Lo peor es que nadie está a salvo de posibilidad de amargarse. A diferencia de lo que muchas personas creen, la amargura no depende de las situaciones externas que nos asaltan sino de la actitud con que enfrentemos los eventos disímiles que nos envuelven.
En el Salmo 73 el escritor se dedica a mirar los acontecimientos a su derredor y su análisis comienza a serle inquietante. Del mismo modo que nos sucede también a nosotros, él ve que quienes menos lo merecen logran a menudo con creces los antojos de su corazón. La soberbia y la arrogancia parecen dar buenos frutos en este mundo, al menos aparentemente.
A menudo somos tentados a pensar que no vale la pena el esfuerzo sincero, limpio y desinteresado de invertir nuestra vida en el bien de los demás. Con demasiada frecuencia en mi vida ministerial he escuchado decir a personas muy heridas: Creo que no ha valido la pena mi entrega de amor y sacrificio. De manera gráfica, el escritor dice: Se llenó de amargura mi alma y mi corazón sentía punzadas, tan torpe era yo, que no entendía. ¿Has sentido alguna vez lo mismo? ¿Has visto a quienes se dedican a hacer el mal, triunfar y vivir mejor, mientras tú sigues en la misma condición o aún peor?

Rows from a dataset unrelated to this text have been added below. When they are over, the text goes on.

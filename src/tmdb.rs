use crate::catalog::{CatalogPage, PageNumber};
use crate::config::Config;
use crate::error::FeedError;
use async_trait::async_trait;
use reqwest::Client;
use serde::Deserialize;
use tracing::{debug, warn};

/// Source of popular-movie pages.
#[async_trait]
pub trait CatalogApi: Send + Sync {
    async fn fetch_popular(&self, page: PageNumber) -> Result<CatalogPage, FeedError>;
}

#[derive(Debug, Clone)]
pub struct TmdbClient {
    client: Client,
    api_key: String,
    api_base: String,
}

impl TmdbClient {
    pub fn new(config: &Config) -> Result<Self, FeedError> {
        let user_agent = format!("moviegrid/{}", env!("CARGO_PKG_VERSION"));
        let client = Client::builder().user_agent(user_agent).build()?;
        Ok(Self {
            client,
            api_key: config.tmdb_api_key.clone(),
            api_base: config.tmdb_api_base.clone(),
        })
    }

    fn popular_url(&self, page: PageNumber) -> String {
        format!(
            "{}/movie/popular?api_key={}&page={}",
            self.api_base,
            urlencoding::encode(&self.api_key),
            page
        )
    }

    async fn get_json<T: for<'de> Deserialize<'de>>(&self, url: &str) -> Result<T, FeedError> {
        let res = self.client.get(url).send().await?;
        let status = res.status();
        let text = res.text().await?;
        if !status.is_success() {
            warn!("Catalog responded with HTTP {}", status.as_u16());
        }
        decode_body(status.as_u16(), &text)
    }
}

#[async_trait]
impl CatalogApi for TmdbClient {
    async fn fetch_popular(&self, page: PageNumber) -> Result<CatalogPage, FeedError> {
        debug!(page = %page, "Fetching popular movies");
        let url = self.popular_url(page);
        let data: CatalogPage = self.get_json(&url).await?;
        debug!(
            page = ?data.page,
            results = data.results.len(),
            total_pages = data.total_pages,
            "Fetched popular movies"
        );
        Ok(data)
    }
}

fn decode_body<T: for<'de> Deserialize<'de>>(status: u16, text: &str) -> Result<T, FeedError> {
    serde_json::from_str(text).map_err(|source| FeedError::InvalidPayload { status, source })
}
//! HTML for the popular-movies page.

use crate::catalog::{CatalogPage, MovieSummary};
use crate::navigation::{page_href, Navigation};
use maud::{html, Markup, DOCTYPE};

pub fn popular_page(page: &CatalogPage, image_base: &str) -> Markup {
    let nav = Navigation::for_page(page);
    html! {
        (DOCTYPE)
        html lang="en" {
            head {
                meta charset="utf-8";
                meta name="viewport" content="width=device-width, initial-scale=1";
                title { "Popular movies" }
            }
            body {
                main class="container" {
                    div class="movie-grid" {
                        @for movie in &page.results {
                            (movie_card(movie, image_base))
                        }
                    }
                    (nav_controls(&nav))
                }
            }
        }
    }
}

fn movie_card(movie: &MovieSummary, image_base: &str) -> Markup {
    html! {
        div class="movie-card" data-id=(movie.id.to_string()) {
            @if let Some(src) = movie.backdrop_url(image_base) {
                img src=(src) alt=(movie.title) width="300" height="500";
            } @else {
                div class="no-image" { }
            }
            h2 { (movie.title) }
        }
    }
}

fn nav_controls(nav: &Navigation) -> Markup {
    html! {
        nav class="pager" {
            @match nav.prev {
                Some(p) => {
                    a class="pager-button" rel="prev" href=(page_href(p)) { "Prev" }
                }
                None => {
                    span class="pager-button disabled" { "Prev" }
                }
            }
            @match nav.next {
                Some(p) => {
                    a class="pager-button" rel="next" href=(page_href(p)) { "Next" }
                }
                None => {
                    span class="pager-button disabled" { "Next" }
                }
            }
        }
    }
}

#[cfg(test)]
mod tests {
    use super::*;
    use crate::catalog::{MovieId, PageNumber};

    const IMAGE_BASE: &str = "https://image.tmdb.org/t/p/w500";

    fn movie(id: i64, title: &str, backdrop: Option<&str>) -> MovieSummary {
        MovieSummary {
            id: MovieId::Number(id),
            title: title.to_string(),
            original_title: title.to_string(),
            release_date: "2024-01-01".to_string(),
            adult: false,
            backdrop_path: backdrop.map(str::to_string),
            genre_ids: vec![18],
        }
    }

    fn catalog(page: Option<i64>, results: Vec<MovieSummary>) -> CatalogPage {
        CatalogPage {
            page: page.map(PageNumber),
            results,
            total_pages: 5,
            total_results: 100,
        }
    }

    #[test]
    fn renders_one_card_per_movie_with_image_and_title() {
        let results = vec![
            movie(1, "Alpha", Some("/a.jpg")),
            movie(2, "Beta", Some("/b.jpg")),
            movie(3, "Gamma", Some("/c.jpg")),
        ];
        let html = popular_page(&catalog(Some(2), results), IMAGE_BASE).into_string();

        assert_eq!(html.matches("class=\"movie-card\"").count(), 3);
        for (title, path) in [("Alpha", "a.jpg"), ("Beta", "b.jpg"), ("Gamma", "c.jpg")] {
            assert!(html.contains(&format!("<h2>{title}</h2>")));
            assert!(html.contains(&format!("src=\"{IMAGE_BASE}/{path}\"")));
        }
    }

    #[test]
    fn empty_results_render_empty_grid() {
        let html = popular_page(&catalog(Some(1), Vec::new()), IMAGE_BASE).into_string();
        assert!(html.contains("class=\"movie-grid\""));
        assert_eq!(html.matches("class=\"movie-card\"").count(), 0);
    }

    #[test]
    fn missing_backdrop_renders_placeholder() {
        let html = popular_page(&catalog(Some(1), vec![movie(9, "Nope", None)]), IMAGE_BASE)
            .into_string();
        assert!(html.contains("class=\"no-image\""));
        assert!(!html.contains("<img"));
    }

    #[test]
    fn escapes_titles() {
        let html = popular_page(
            &catalog(Some(1), vec![movie(1, "<script>x</script>", Some("/a.jpg"))]),
            IMAGE_BASE,
        )
        .into_string();
        assert!(!html.contains("<script>"));
        assert!(html.contains("&lt;script&gt;"));
    }

    #[test]
    fn first_page_disables_prev_link() {
        let html = popular_page(&catalog(Some(1), Vec::new()), IMAGE_BASE).into_string();
        assert!(html.contains("<span class=\"pager-button disabled\">Prev</span>"));
        assert!(html.contains("href=\"/popular?page=2\""));
        assert!(!html.contains("href=\"/popular?page=0\""));
    }

    #[test]
    fn middle_page_links_both_ways() {
        let html = popular_page(&catalog(Some(3), Vec::new()), IMAGE_BASE).into_string();
        assert!(html.contains("href=\"/popular?page=2\""));
        assert!(html.contains("href=\"/popular?page=4\""));
        assert!(!html.contains("disabled"));
    }
}
pub mod app;
pub mod catalog;
pub mod config;
pub mod error;
pub mod navigation;
pub mod render;
pub mod tmdb;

La realidad es que en situaciones así debemos cambiar el enfoque de nuestra mirada. No es la contemplación del aparente triunfo de la maldad lo que debe ocupar nuestras mentes. La solución está en buscar y profundizar nuestra relación con Dios. El salmista dice: Hasta que entrando en el santuario de Dios comprendí… (v. 17) Cuando las inconsistencias y tragedias de la vida comiencen a causarte amargura, no hay duda: el primer paso debe ser acercarte a Dios y contemplar la grandeza de sus obras.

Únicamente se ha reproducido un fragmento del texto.